While there are initiatives to align requirements and submissions across markets, such as the European Network for Health Technology Assessment (EUnetHTA17) and the Beneluxa Initiative18, these have not gained traction as an alternative route to reimbursement. This is likely because they have not significantly reduced either the work required to develop a submission or the length of the reimbursement timeline, and they have yet to scale up to the volume of appraisals handled by individual markets.
Key takeaways:
- Market access is becoming increasingly expensive and complex – especially as it is now more common for HTA agencies to charge a fee for their assessment or advice
Suggested actions:
- Plan ahead to get an understanding of market requirements early in the process by engaging with local affiliates and/or seeking early scientific advice from reimbursement bodies
- Conduct landscaping to map out reimbursement needs and timelines in advance; the value proposition and market access plan should take these into account. Planning ahead is almost always easier and more cost efficient than retrofitting existing evidence for reimbursement needs
- Carefully consider the base case for global materials.
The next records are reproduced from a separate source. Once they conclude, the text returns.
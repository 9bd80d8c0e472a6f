use axum::{extract::Multipart, Json};

use crate::api::errors::ApiError;
use crate::api::validation::validate_document_upload;
use crate::schemas::document::ParsedDocumentResponse;
use crate::services::documents;

const FILE_FIELD: &str = "file";

pub(crate) async fn parse_document(
    mut multipart: Multipart,
) -> Result<Json<ParsedDocumentResponse>, ApiError> {
    while let Some(field) = multipart
        .next_field()
        .await
        .map_err(|err| ApiError::BadRequest(format!("Invalid multipart data: {}", err.body_text())))?
    {
        if field.name() != Some(FILE_FIELD) {
            continue;
        }

        // Reject by extension before the body is read.
        let filename = field.file_name().map(ToString::to_string);
        let kind = validate_document_upload(filename.as_deref())?;

        let data = field.bytes().await.map_err(|err| {
            ApiError::BadRequest(format!("Failed to read uploaded file: {}", err.body_text()))
        })?;

        tracing::info!(
            filename = filename.as_deref().unwrap_or_default(),
            kind = kind.as_str(),
            bytes = data.len(),
            "Extracting document text"
        );

        let text = tokio::task::spawn_blocking(move || documents::extract_text(kind, &data))
            .await
            .map_err(|err| {
                tracing::error!(error = %err, kind = kind.as_str(), "Document extraction aborted");
                ApiError::BadRequest(format!("Failed to extract text from {} file", kind.as_str()))
            })?
            .map_err(|err| {
                tracing::warn!(error = %err, kind = kind.as_str(), "Document extraction failed");
                ApiError::BadRequest(err.to_string())
            })?;

        return Ok(Json(ParsedDocumentResponse { text }));
    }

    Err(ApiError::BadRequest(format!("Missing '{FILE_FIELD}' field in multipart upload")))
}
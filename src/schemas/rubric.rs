use serde::{Deserialize, Serialize};
use serde_json::Value;
use validator::Validate;

#[derive(Debug, Clone, Deserialize)]
pub(crate) struct Exemplar {
    pub(crate) text: String,
    #[serde(default)]
    pub(crate) grade: Option<String>,
    #[serde(default)]
    pub(crate) comments: Option<String>,
}

#[derive(Debug, Clone, PartialEq, Serialize, Deserialize)]
pub(crate) struct PerformanceLevel {
    pub(crate) label: String,
    pub(crate) descriptor: String,
}

#[derive(Debug, Clone, PartialEq, Serialize, Deserialize, Validate)]
pub(crate) struct Criterion {
    pub(crate) id: String,
    pub(crate) name: String,
    pub(crate) description: String,
    #[validate(range(min = 0.0, max = 1.0, message = "weight must be between 0 and 1"))]
    pub(crate) weight: f64,
    pub(crate) levels: Vec<PerformanceLevel>,
}

#[derive(Debug, Clone, PartialEq, Serialize, Deserialize, Validate)]
pub(crate) struct Rubric {
    pub(crate) title: String,
    #[validate(nested)]
    pub(crate) criteria: Vec<Criterion>,
    #[serde(default)]
    pub(crate) overall_notes: Option<String>,
}

#[derive(Debug, Deserialize)]
pub(crate) struct RubricGenerateRequest {
    pub(crate) objective: String,
    #[serde(default)]
    pub(crate) exemplars: Vec<Exemplar>,
}

#[derive(Debug, Serialize)]
pub(crate) struct RubricGenerateResponse {
    pub(crate) rubric: Rubric,
    pub(crate) raw_model_output: Option<Value>,
}
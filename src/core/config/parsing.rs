use std::env;

use super::types::{ConfigError, Environment};

pub(super) fn env_optional(key: &str) -> Option<String> {
    env::var(key).ok().map(|value| value.trim().to_string()).filter(|value| !value.is_empty())
}

pub(super) fn env_or_default(key: &str, default: &str) -> String {
    env_optional(key).unwrap_or_else(|| default.to_string())
}

/// Unset falls back to `default`; set-but-blank means "explicitly unconfigured".
pub(super) fn env_model(key: &str, default: &str) -> Option<String> {
    match env::var(key) {
        Ok(value) => Some(value.trim().to_string()).filter(|value| !value.is_empty()),
        Err(_) => Some(default.to_string()),
    }
}

pub(super) fn parse_u16(field: &'static str, value: String) -> Result<u16, ConfigError> {
    value.parse::<u16>().map_err(|_| ConfigError::InvalidValue { field, value })
}

pub(super) fn parse_u64(field: &'static str, value: String) -> Result<u64, ConfigError> {
    value.parse::<u64>().map_err(|_| ConfigError::InvalidValue { field, value })
}

pub(super) fn parse_cors_origins(value: Option<String>) -> Result<Vec<String>, ConfigError> {
    let Some(raw) = value else {
        return Ok(Vec::new());
    };

    if raw.trim_start().starts_with('[') {
        let parsed: Vec<String> =
            serde_json::from_str(&raw).map_err(|_| ConfigError::InvalidCors(raw.clone()))?;
        return Ok(parsed.into_iter().filter(|item| !item.trim().is_empty()).collect());
    }

    Ok(raw
        .split(',')
        .map(|item| item.trim().to_string())
        .filter(|item| !item.is_empty() && item != "*")
        .collect())
}

pub(super) fn parse_bool(value: &str) -> bool {
    matches!(value.trim().to_ascii_lowercase().as_str(), "1" | "true" | "yes" | "on")
}

pub(super) fn parse_environment(value: Option<String>) -> Environment {
    match value.as_deref().map(|val| val.to_lowercase()) {
        Some(ref val) if val == "production" || val == "prod" => Environment::Production,
        Some(ref val) if val == "staging" => Environment::Staging,
        Some(ref val) if val == "test" || val == "testing" => Environment::Test,
        _ => Environment::Development,
    }
}

pub(super) fn normalize_base_url(value: String) -> String {
    value.trim_end_matches('/').to_string()
}

#[cfg(test)]
mod tests {
    use super::*;

    #[test]
    fn parse_cors_origins_json() {
        let raw = "[\"http://a\",\"http://b\"]".to_string();
        let parsed = parse_cors_origins(Some(raw)).expect("cors json");
        assert_eq!(parsed, vec!["http://a".to_string(), "http://b".to_string()]);
    }

    #[test]
    fn parse_cors_origins_csv() {
        let raw = "http://a, http://b".to_string();
        let parsed = parse_cors_origins(Some(raw)).expect("cors csv");
        assert_eq!(parsed, vec!["http://a".to_string(), "http://b".to_string()]);
    }

    #[test]
    fn parse_cors_origins_wildcard_means_any() {
        assert!(parse_cors_origins(None).expect("unset").is_empty());
        assert!(parse_cors_origins(Some("*".to_string())).expect("wildcard").is_empty());
    }

    #[test]
    fn parse_cors_origins_rejects_broken_json() {
        let err = parse_cors_origins(Some("[\"http://a\"".to_string())).unwrap_err();
        assert!(matches!(err, ConfigError::InvalidCors(_)));
    }

    #[test]
    fn parse_bool_variants() {
        assert!(parse_bool("1"));
        assert!(parse_bool("true"));
        assert!(parse_bool("True"));
        assert!(parse_bool("yes"));
        assert!(parse_bool("on"));
        assert!(parse_bool("TrUe"));
        assert!(parse_bool(" YES "));
        assert!(!parse_bool("false"));
        assert!(!parse_bool("tru"));
        assert!(!parse_bool("0"));
    }

    #[test]
    fn parse_environment_variants() {
        assert_eq!(parse_environment(Some("prod".to_string())), Environment::Production);
        assert_eq!(parse_environment(Some("production".to_string())), Environment::Production);
        assert_eq!(parse_environment(Some("staging".to_string())), Environment::Staging);
        assert_eq!(parse_environment(Some("testing".to_string())), Environment::Test);
        assert_eq!(parse_environment(None), Environment::Development);
    }

    #[test]
    fn normalize_base_url_strips_trailing_slashes() {
        assert_eq!(normalize_base_url("http://nim/v1//".to_string()), "http://nim/v1");
    }
}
Assign the base case for global materials based on the priority markets for launch and the level of analysis required by HTA agencies and payers in these areas, rather than using the company ‘default’ base case
- Consider developing regional (rather than global) core materials, grouped by markets with similar processes (such as Europe, Canada and Australia) with a separate dossier and model for the US
Shift away from simple discounting to innovative payment models
The advent of precision and ‘curative’ technologies, such as cell and gene therapies, has brought with it a wave of high-cost treatments that do not fit within traditional payment models, as the upfront cost – and therefore budget impact – is prohibitive to payers. Combination therapies are also an issue; the value of the products used in a combination therapy is not necessarily an additive function of the individual treatments, making it difficult to assign a ‘fair’ price. This can be further complicated by competition legislation in cases where the component therapies have different market authorization holders. Thus, novel payment mechanisms have been developed to deal with such complex cases and allow technologies to be reimbursed.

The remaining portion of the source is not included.